++++ DATASET ++++

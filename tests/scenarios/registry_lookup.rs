//! Test: remote brick resolution is cached and shared

use crate::helpers::*;
use brick_runtime::bricks::builtin::builtin_bricks;
use brick_runtime::errors::PipelineError;
use brick_runtime::execution::ExecutionEngine;
use brick_runtime::registry::BrickRegistry;
use serde_json::json;
use std::sync::atomic::Ordering;
use std::sync::Arc;
use std::time::Duration;

fn remote_engine(source: SlowSource) -> ExecutionEngine {
    let registry = BrickRegistry::with_source(Arc::new(source));
    registry.register(builtin_bricks());
    ExecutionEngine::new(Arc::new(registry))
}

#[tokio::test]
async fn test_remote_brick_fetched_once() {
    let source = SlowSource::new(Duration::from_millis(5));
    let fetches = source.fetches();
    let engine = remote_engine(source);

    for n in 0..3 {
        let steps = vec![step("@remote/thing").with_arg("n", n)];
        let report = run(&engine, steps, json!({})).await;
        assert_eq!(report.result, Ok(json!({"remote": {"n": n}})));
    }

    assert_eq!(fetches.load(Ordering::SeqCst), 1);
}

#[tokio::test]
async fn test_concurrent_runs_share_one_fetch() {
    let source = SlowSource::new(Duration::from_millis(30));
    let fetches = source.fetches();
    let engine = Arc::new(remote_engine(source));

    let mut handles = Vec::new();
    for n in 0..8 {
        let engine = engine.clone();
        handles.push(tokio::spawn(async move {
            let steps = vec![step("@remote/thing").with_arg("n", n)];
            run(&engine, steps, json!({})).await.result
        }));
    }

    for (n, handle) in handles.into_iter().enumerate() {
        assert_eq!(handle.await.unwrap(), Ok(json!({"remote": {"n": n}})));
    }
    assert_eq!(fetches.load(Ordering::SeqCst), 1);
}

#[tokio::test]
async fn test_unknown_brick_not_found() {
    let engine = remote_engine(SlowSource::new(Duration::from_millis(1)));

    let report = run(&engine, vec![step("@other/missing")], json!({})).await;

    match report.result {
        Err(PipelineError::BrickNotFound { id }) => assert_eq!(id, "@other/missing"),
        other => panic!("expected brick not found, got {:?}", other),
    }
}

/// Local registrations win without touching the source
#[tokio::test]
async fn test_local_bricks_skip_the_source() {
    let source = SlowSource::new(Duration::from_millis(1));
    let fetches = source.fetches();
    let engine = remote_engine(source);

    let report = run(&engine, vec![identity(json!({"local": true}))], json!({})).await;

    assert_eq!(report.result, Ok(json!({"local": true})));
    assert_eq!(fetches.load(Ordering::SeqCst), 0);
}
pub mod msr;

use std::time::Duration;

/// Raw counter increase between two readings
///
/// Rollover is not corrected; a counter that went backwards wraps instead of
/// panicking.
pub const fn counter_delta(start: u64, end: u64) -> u64 {
	end.wrapping_sub(start)
}

/// Converts a raw counter increase to joules
///
/// # Arguments
///
/// * `energy_start` - Starting raw counter value
/// * `energy_end` - Ending raw counter value
/// * `energy_unit` - Joules per count (`0.5^exponent`)
pub fn energy_delta_joules(energy_start: u64, energy_end: u64, energy_unit: f64) -> f64 {
	counter_delta(energy_start, energy_end) as f64 * energy_unit
}

/// Average power in watts over `elapsed`
///
/// Returns zero for a zero-length interval.
pub fn power_watts(energy_joules: f64, elapsed: Duration) -> f64 {
	let secs = elapsed.as_secs_f64();
	if secs > 0.0 { energy_joules / secs } else { 0.0 }
}
// AMD RAPL MSR addresses
pub const AMD_ENERGY_UNIT_MSR: u64 = 0xC001_0299;
pub const AMD_ENERGY_CORE_MSR: u64 = 0xC001_029A;
pub const AMD_ENERGY_PKG_MSR: u64 = 0xC001_029B;

// Fields of the unit register
pub const AMD_TIME_UNIT_MASK: u64 = 0xF_0000;
pub const AMD_ENERGY_UNIT_MASK: u64 = 0x1F00;
pub const AMD_POWER_UNIT_MASK: u64 = 0xF;
pub const AMD_TIME_UNIT_SHIFT: u32 = 16;
pub const AMD_ENERGY_UNIT_SHIFT: u32 = 8;

// Kernel interfaces
pub const SYSFS_CPU_ROOT: &str = "/sys/devices/system/cpu";
pub const MSR_DEVICE_ROOT: &str = "/dev/cpu";
pub const CPUINFO_PATH: &str = "/proc/cpuinfo";

// Sampling settings
pub const DATA_COLLECTION_INTERVAL_MS: u64 = 100;
pub const TOPOLOGY_CORES_PER_LINE: usize = 8;

// Process exit statuses
pub const EXIT_NO_SUCH_CORE: i32 = 2;
pub const EXIT_MSR_UNSUPPORTED: i32 = 3;
pub const EXIT_IO_FAILURE: i32 = 127;

// Package ID recorded for CPUs whose sysfs attribute is negative
pub const UNKNOWN_PACKAGE_ID: u32 = u32::MAX;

++++

▸ **AIM OF THE EXERCISE**: Every record, word for word, must be returned.

▸ **RESPONSE BOX**:
filename tests/scenarios/registry_lookup.rs
//! Test: remote brick resolution is cached and shared

use crate::helpers::*;
use brick_runtime::bricks::builtin::builtin_bricks;
use brick_runtime::errors::PipelineError;
use brick_runtime::execution::ExecutionEngine;
use brick_runtime::registry::BrickRegistry;
use serde_json::json;
use std::sync::atomic::Ordering;
use std::sync::Arc;
use std::time::Duration;

fn remote_engine(source: SlowSource) -> ExecutionEngine {
    let registry = BrickRegistry::with_source(Arc::new(source));
    registry.register(builtin_bricks());
    ExecutionEngine::new(Arc::new(registry))
}

#[tokio::test]
async fn test_remote_brick_fetched_once() {
    let source = SlowSource::new(Duration::from_millis(5));
    let fetches = source.fetches();
    let engine = remote_engine(source);

    for n in 0..3 {
        let steps = vec![step("@remote/thing").with_arg("n", n)];
        let report = run(&engine, steps, json!({})).await;
        assert_eq!(report.result, Ok(json!({"remote": {"n": n}})));
    }

    assert_eq!(fetches.load(Ordering::SeqCst), 1);
}

#[tokio::test]
async fn test_concurrent_runs_share_one_fetch() {
    let source = SlowSource::new(Duration::from_millis(30));
    let fetches = source.fetches();
    let engine = Arc::new(remote_engine(source));

    let mut handles = Vec::new();
    for n in 0..8 {
        let engine = engine.clone();
        handles.push(tokio::spawn(async move {
            let steps = vec![step("@remote/thing").with_arg("n", n)];
            run(&engine, steps, json!({})).await.result
        }));
    }

    for (n, handle) in handles.into_iter().enumerate() {
        assert_eq!(handle.await.unwrap(), Ok(json!({"remote": {"n": n}})));
    }
    assert_eq!(fetches.load(Ordering::SeqCst), 1);
}

#[tokio::test]
async fn test_unknown_brick_not_found() {
    let engine = remote_engine(SlowSource::new(Duration::from_millis(1)));

    let report = run(&engine, vec![step("@other/missing")], json!({})).await;

    match report.result {
        Err(PipelineError::BrickNotFound { id }) => assert_eq!(id, "@other/missing"),
        other => panic!("expected brick not found, got {:?}", other),
    }
}

/// Local registrations win without touching the source
#[tokio::test]
async fn test_local_bricks_skip_the_source() {
    let source = SlowSource::new(Duration::from_millis(1));
    let fetches = source.fetches();
    let engine = remote_engine(source);

    let report = run(&engine, vec![identity(json!({"local": true}))], json!({})).await;

    assert_eq!(report.result, Ok(json!({"local": true})));
    assert_eq!(fetches.load(Ordering::SeqCst), 0);
}
pub mod msr;

use std::time::Duration;

/// Raw counter increase between two readings
///
/// Rollover is not corrected; a counter that went backwards wraps instead of
/// panicking.
pub const fn counter_delta(start: u64, end: u64) -> u64 {
	end.wrapping_sub(start)
}

/// Converts a raw counter increase to joules
///
/// # Arguments
///
/// * `energy_start` - Starting raw counter value
/// * `energy_end` - Ending raw counter value
/// * `energy_unit` - Joules per count (`0.5^exponent`)
pub fn energy_delta_joules(energy_start: u64, energy_end: u64, energy_unit: f64) -> f64 {
	counter_delta(energy_start, energy_end) as f64 * energy_unit
}

/// Average power in watts over `elapsed`
///
/// Returns zero for a zero-length interval.
pub fn power_watts(energy_joules: f64, elapsed: Duration) -> f64 {
	let secs = elapsed.as_secs_f64();
	if secs > 0.0 { energy_joules / secs } else { 0.0 }
}
// AMD RAPL MSR addresses
pub const AMD_ENERGY_UNIT_MSR: u64 = 0xC001_0299;
pub const AMD_ENERGY_CORE_MSR: u64 = 0xC001_029A;
pub const AMD_ENERGY_PKG_MSR: u64 = 0xC001_029B;

// Fields of the unit register
pub const AMD_TIME_UNIT_MASK: u64 = 0xF_0000;
pub const AMD_ENERGY_UNIT_MASK: u64 = 0x1F00;
pub const AMD_POWER_UNIT_MASK: u64 = 0xF;
pub const AMD_TIME_UNIT_SHIFT: u32 = 16;
pub const AMD_ENERGY_UNIT_SHIFT: u32 = 8;

// Kernel interfaces
pub const SYSFS_CPU_ROOT: &str = "/sys/devices/system/cpu";
pub const MSR_DEVICE_ROOT: &str = "/dev/cpu";
pub const CPUINFO_PATH: &str = "/proc/cpuinfo";

// Sampling settings
pub const DATA_COLLECTION_INTERVAL_MS: u64 = 100;
pub const TOPOLOGY_CORES_PER_LINE: usize = 8;

// Process exit statuses
pub const EXIT_NO_SUCH_CORE: i32 = 2;
pub const EXIT_MSR_UNSUPPORTED: i32 = 3;
pub const EXIT_IO_FAILURE: i32 = 127;

// Package ID recorded for CPUs whose sysfs attribute is negative
pub const UNKNOWN_PACKAGE_ID: u32 = u32::MAX;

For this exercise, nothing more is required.